Documented in DifferentialRegulation_bulk

#' Discover differentially regulated genes from bulk RNA-seq data
#'
#' \code{DifferentialRegulation_bulk} identified differentially regulated genes between two conditions 
#' (e.g., healthy vs. disease or treated vs. untreated) in each cluster of cells.
#' Parameters are inferred via Markov chain Monte Carlo (MCMC) techniques and a differential testing is performed 
#' via a multivariate Wald test on the posterior densities of the group-level US (Unspliced, and Spliced) 
#' counts relative abundance.
#' 
#' @param SE a \code{SummarizedExperiment} object, computed via \code{\link{load_bulk_US}}.
#' @param EC_list a \code{list}, computed via \code{\link{load_bulk_EC}}.
#' @param design a \code{\linkS4class{data.frame}} indicating the design of the experiment with one row for each sample;
#' 'design' must contain a column with the sample id and one with the group id.
#' @param sample_col_name a character ("sample" by default), indicating the column name of the 'design' element which stores the sample id.
#' @param group_col_name a character ("group" by default), indicating the column name of the 'design' element which stores the group id.
#' @param min_counts_per_transcript_per_group minimum number of counts per transcript, across all samples in a group
#' Only genes with at least 'min_counts_per_transcript_per_group' counts in both groups of samples will be analyzed.
#' @param min_counts_ECs equivalence classes (ECs) filter.
#' 'min_counts_ECs' indicates the minimum number of counts (across all cells in a cell cluster) for each equivalence class;
#' by default all ECs are considered (min_counts_ECs = 0).
#' ECs with less or equal than 'min_counts_ECs' will be discarded.
#' Increasing 'min_counts_ECs' will marginally decrease computational cost computational at the cost of a marginal loss in performance.
#' @param n_cores the number of cores to parallelize the tasks on.
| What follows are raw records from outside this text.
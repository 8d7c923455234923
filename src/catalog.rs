//! Catalog client and the view state it keeps in sync.
//!
//! Every operation follows the same shape: talk to the bound transport, and
//! only once that succeeded replace the [`ViewState`] collection in one step.
//! A failed call leaves the view exactly as it was.

use tracing::{info, warn};

use crate::error::{CatalogError, CatalogResult};
use crate::models::{category_filter, Book, NewBook, Summary, ALL_CATEGORIES};
use crate::transport::{CatalogTransport, TransportKind};

/// What the renderer shows: the current collection, the optional selection
/// and the inputs that produced the collection.
#[derive(Debug, Clone, PartialEq, Eq)]
pub struct ViewState {
    books: Vec<Book>,
    selected: Option<i64>,
    category: String,
    search: String,
}

impl Default for ViewState {
    fn default() -> Self {
        Self {
            books: Vec::new(),
            selected: None,
            category: ALL_CATEGORIES.to_string(),
            search: String::new(),
        }
    }
}

impl ViewState {
    pub fn books(&self) -> &[Book] {
        &self.books
    }

    pub fn selected(&self) -> Option<i64> {
        self.selected
    }

    pub fn selected_book(&self) -> Option<&Book> {
        let id = self.selected?;
        self.books.iter().find(|book| book.id == id)
    }

    /// Active category filter; `All` when unfiltered.
    pub fn category(&self) -> &str {
        &self.category
    }

    /// Contents of the search input.
    pub fn search(&self) -> &str {
        &self.search
    }

    pub fn set_search(&mut self, term: impl Into<String>) {
        self.search = term.into();
    }

    pub fn is_empty(&self) -> bool {
        self.books.is_empty()
    }

    /// Select `id`, or clear the selection if `id` is already selected.
    /// Identifiers outside the collection are ignored.
    pub fn toggle_selection(&mut self, id: i64) {
        if self.selected == Some(id) {
            self.selected = None;
        } else if self.books.iter().any(|book| book.id == id) {
            self.selected = Some(id);
        }
    }

    pub fn clear_selection(&mut self) {
        self.selected = None;
    }

    fn replace(&mut self, books: Vec<Book>) {
        self.books = books;
        self.selected = None;
    }
}

/// A change the store accepted. `reload` carries the error of the follow-up
/// list when that failed; the view then still shows the previous collection.
#[derive(Debug)]
pub struct Applied<T> {
    pub value: T,
    pub reload: Option<CatalogError>,
}

/// The four catalog operations (plus erase and summary), written once against
/// whichever transport was bound at startup.
pub struct CatalogClient {
    transport: Box<dyn CatalogTransport>,
}

impl CatalogClient {
    pub fn new(transport: Box<dyn CatalogTransport>) -> Self {
        Self { transport }
    }

    pub fn transport_kind(&self) -> TransportKind {
        self.transport.kind()
    }

    /// Load the books in `category` (`None`/`All` for everything) into the
    /// view. Returns how many were loaded.
    pub fn list(&self, view: &mut ViewState, category: Option<&str>) -> CatalogResult<usize> {
        let filter = category_filter(category);
        let books = self.transport.list(filter)?;
        let count = books.len();
        view.replace(books);
        view.category = filter.unwrap_or(ALL_CATEGORIES).to_string();
        Ok(count)
    }

    /// Load books whose title contains `term`, across every category. A
    /// blank term is the same as an unfiltered [`CatalogClient::list`].
    pub fn search(&self, view: &mut ViewState, term: &str) -> CatalogResult<usize> {
        let term = term.trim();
        if term.is_empty() {
            let count = self.list(view, None)?;
            view.search.clear();
            return Ok(count);
        }

        let books = self.transport.search(term)?;
        let count = books.len();
        view.replace(books);
        view.category = ALL_CATEGORIES.to_string();
        view.search = term.to_string();
        Ok(count)
    }

    /// Validate and store a new book, then reload the view under the current
    /// filter and clear the search input. Blank fields are rejected before the
    /// transport is contacted.
    pub fn add(
        &self,
        view: &mut ViewState,
        candidate: &NewBook,
    ) -> CatalogResult<Applied<Book>> {
        let candidate = candidate.trimmed();
        if let Some(field) = candidate.first_missing_field() {
            return Err(CatalogError::MissingField(field));
        }

        let created = self.transport.add(&candidate)?;
        info!(id = created.id, name = %created.name, "book added");

        view.search.clear();
        Ok(self.refresh(view, created))
    }

    /// Delete `id`, then clear the selection and reload under the current
    /// filter.
    pub fn delete(&self, view: &mut ViewState, id: i64) -> CatalogResult<Applied<()>> {
        if let Err(err) = self.transport.delete(id) {
            warn!(id, error = %err, "delete failed");
            return Err(err);
        }
        info!(id, "book deleted");

        view.clear_selection();
        Ok(self.refresh(view, ()))
    }

    /// Remove every book and reload.
    pub fn erase_all(&self, view: &mut ViewState) -> CatalogResult<Applied<()>> {
        self.transport.erase_all()?;
        info!("catalog erased");

        view.clear_selection();
        Ok(self.refresh(view, ()))
    }

    /// Reload after a change that already reached the store. A failed reload
    /// leaves the old collection in place and is handed back, not raised.
    fn refresh<T>(&self, view: &mut ViewState, value: T) -> Applied<T> {
        let category = view.category.clone();
        let reload = self.list(view, Some(category.as_str())).err();
        if let Some(err) = &reload {
            warn!(error = %err, "reload after change failed");
        }
        Applied { value, reload }
    }

    /// Totals across the whole catalog. Does not touch any view.
    pub fn summary(&self) -> CatalogResult<Summary> {
        let books = self.transport.list(None)?;
        Ok(Summary::from_books(&books))
    }
}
#' Note that only a minor part of the function runs in parallel (i.e., the prior for the dispersion),
#' while most of the function does not (e.g., the MCMC).
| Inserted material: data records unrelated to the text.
//! The two ways of reaching the catalog and the one-time choice between them.
//!
//! [`CatalogTransport`] is the seam: the client only ever talks to a boxed
//! trait object, never to the HTTP or bridge types directly. [`select`] binds
//! exactly one implementation per session and does not return until that
//! implementation is ready to serve requests.

mod bridge;
mod http;

use std::fmt;
use std::time::Duration;

use tracing::{error, info};

use crate::error::{CatalogError, CatalogResult};
use crate::models::{Book, NewBook};

pub use bridge::{BridgeTransport, HostBridge, PendingBridge, Reply, StoreLocation};
pub use http::HttpTransport;

/// Default time allowed for any single transport call.
pub const DEFAULT_TIMEOUT: Duration = Duration::from_secs(10);

/// Which implementation is bound for the session.
#[derive(Debug, Clone, Copy, PartialEq, Eq)]
pub enum TransportKind {
    Network,
    Bridge,
}

impl fmt::Display for TransportKind {
    fn fmt(&self, f: &mut fmt::Formatter<'_>) -> fmt::Result {
        match self {
            TransportKind::Network => write!(f, "network"),
            TransportKind::Bridge => write!(f, "bridge"),
        }
    }
}

/// Catalog operations every transport provides with the same result shapes.
/// Calls block until the collaborator answers or the timeout elapses.
pub trait CatalogTransport {
    fn kind(&self) -> TransportKind;

    /// Books in `category`, or all books when `category` is `None`.
    fn list(&self, category: Option<&str>) -> CatalogResult<Vec<Book>>;

    /// Books whose title contains `term`. Callers pass a non-blank term.
    fn search(&self, term: &str) -> CatalogResult<Vec<Book>>;

    fn add(&self, book: &NewBook) -> CatalogResult<Book>;

    fn delete(&self, id: i64) -> CatalogResult<()>;

    fn erase_all(&self) -> CatalogResult<()>;
}

/// Inputs for the startup decision.
#[derive(Debug, Clone)]
pub struct TransportConfig {
    /// Base URL of the catalog HTTP API.
    pub api_url: String,
    /// Set when the host injected a bridge; names the store it serves.
    pub bridge: Option<StoreLocation>,
    pub timeout: Duration,
}

impl Default for TransportConfig {
    fn default() -> Self {
        Self {
            api_url: "http://localhost:5000".to_string(),
            bridge: None,
            timeout: DEFAULT_TIMEOUT,
        }
    }
}

/// Bind the session's transport. A signalled bridge that fails to come up is
/// an initialization error; there is no fallback to the network.
pub fn select(config: &TransportConfig) -> CatalogResult<Box<dyn CatalogTransport>> {
    let transport: Box<dyn CatalogTransport> = match &config.bridge {
        Some(location) => {
            info!(store = %location, "host bridge detected");
            let bridge = BridgeTransport::connect(location.clone(), config.timeout)
                .map_err(|err| init_error(TransportKind::Bridge, err))?;
            Box::new(bridge)
        }
        None => {
            let http = HttpTransport::new(&config.api_url, config.timeout)
                .map_err(|err| init_error(TransportKind::Network, err))?;
            Box::new(http)
        }
    };

    info!(transport = %transport.kind(), "transport bound");
    Ok(transport)
}

fn init_error(kind: TransportKind, err: CatalogError) -> CatalogError {
    error!(transport = %kind, error = %err, "transport initialization failed");
    match err {
        CatalogError::Init { .. } => err,
        other => CatalogError::Init {
            transport: match kind {
                TransportKind::Network => "network",
                TransportKind::Bridge => "bridge",
            },
            reason: other.to_string(),
        },
    }
}
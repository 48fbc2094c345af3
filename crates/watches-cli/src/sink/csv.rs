//! CSV rendering: one row per finding.
//!
//! A mismatch expands to one row per (fingerprint, root) pair so the file
//! can be filtered or pivoted without further parsing.
use super::ReportSink;
use anyhow::Context;
use serde::Serialize;
use std::borrow::Cow;
use std::io::Write;
use watches_core::CompareEvent;

const HEADER: [&str; 5] = ["kind", "path", "root", "fingerprint", "detail"];

#[derive(Serialize)]
struct Row<'a> {
    kind: &'a str,
    path: Cow<'a, str>,
    root: Cow<'a, str>,
    fingerprint: &'a str,
    detail: Cow<'a, str>,
}

pub struct CsvSink<W: Write> {
    writer: ::csv::Writer<W>,
    header_written: bool,
}

impl<W: Write> CsvSink<W> {
    pub fn new(out: W) -> Self {
        Self {
            writer: ::csv::WriterBuilder::new().has_headers(false).from_writer(out),
            header_written: false,
        }
    }

    fn write_row(&mut self, row: Row<'_>) -> anyhow::Result<()> {
        self.ensure_header()?;
        self.writer.serialize(row).context("failed to write CSV row")
    }

    fn ensure_header(&mut self) -> anyhow::Result<()> {
        if !self.header_written {
            self.writer
                .write_record(HEADER)
                .context("failed to write CSV header")?;
            self.header_written = true;
        }
        Ok(())
    }
}

impl<W: Write> ReportSink for CsvSink<W> {
    fn event(&mut self, event: &CompareEvent) -> anyhow::Result<()> {
        match event {
            CompareEvent::Mismatch(report) => {
                let path = report.path.to_string_lossy();
                for group in &report.groups {
                    for root in &group.roots {
                        self.write_row(Row {
                            kind: "mismatch",
                            path: path.clone(),
                            root: root.to_string_lossy(),
                            fingerprint: group.fingerprint.as_str(),
                            detail: Cow::Borrowed(""),
                        })?;
                    }
                }
                Ok(())
            }
            CompareEvent::Unreadable {
                root, path, cause, ..
            } => self.write_row(Row {
                kind: "unreadable",
                path: path.to_string_lossy(),
                root: root.to_string_lossy(),
                fingerprint: "",
                detail: Cow::Borrowed(cause.as_str()),
            }),
            CompareEvent::WalkError {
                root,
                path,
                message,
            } => self.write_row(Row {
                kind: "walk_error",
                path: path
                    .as_deref()
                    .map(|p| p.to_string_lossy())
                    .unwrap_or_default(),
                root: root.to_string_lossy(),
                fingerprint: "",
                detail: Cow::Borrowed(message.as_str()),
            }),
            CompareEvent::Unresolved { path, failures } => self.write_row(Row {
                kind: "unresolved",
                path: path.to_string_lossy(),
                root: Cow::Borrowed(""),
                fingerprint: "",
                detail: Cow::Owned(format!("{failures} failures")),
            }),
            CompareEvent::RootStarted { .. }
            | CompareEvent::Progress { .. }
            | CompareEvent::Complete(_)
            | CompareEvent::Cancelled => Ok(()),
        }
    }

    fn finish(&mut self) -> anyhow::Result<()> {
        self.ensure_header()?;
        self.writer.flush().context("failed to flush CSV output")
    }
}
#' @param N_MCMC the number of iterations for the MCMC algorithm (including burn-in). Min 2*10^3.
#' If our algorithm does not converge (according to Heidelberger and Welch's convergence diagnostic), 
#' we automatically double N_MCMC and burn_in, and run it a second time (a message will be printed on screen to inform users).
#' @param burn_in the length of the burn-in; i.e., the initial part of the MCMC chain to be discarded (before convergence is reached).
#' Min 500.
#' If no convergence is reached, the 'burn_in' is automatically increased (up to N_MCMC/2) according to 
#' the convergence detected by Heidelberger and Welch's convergence diagnostic.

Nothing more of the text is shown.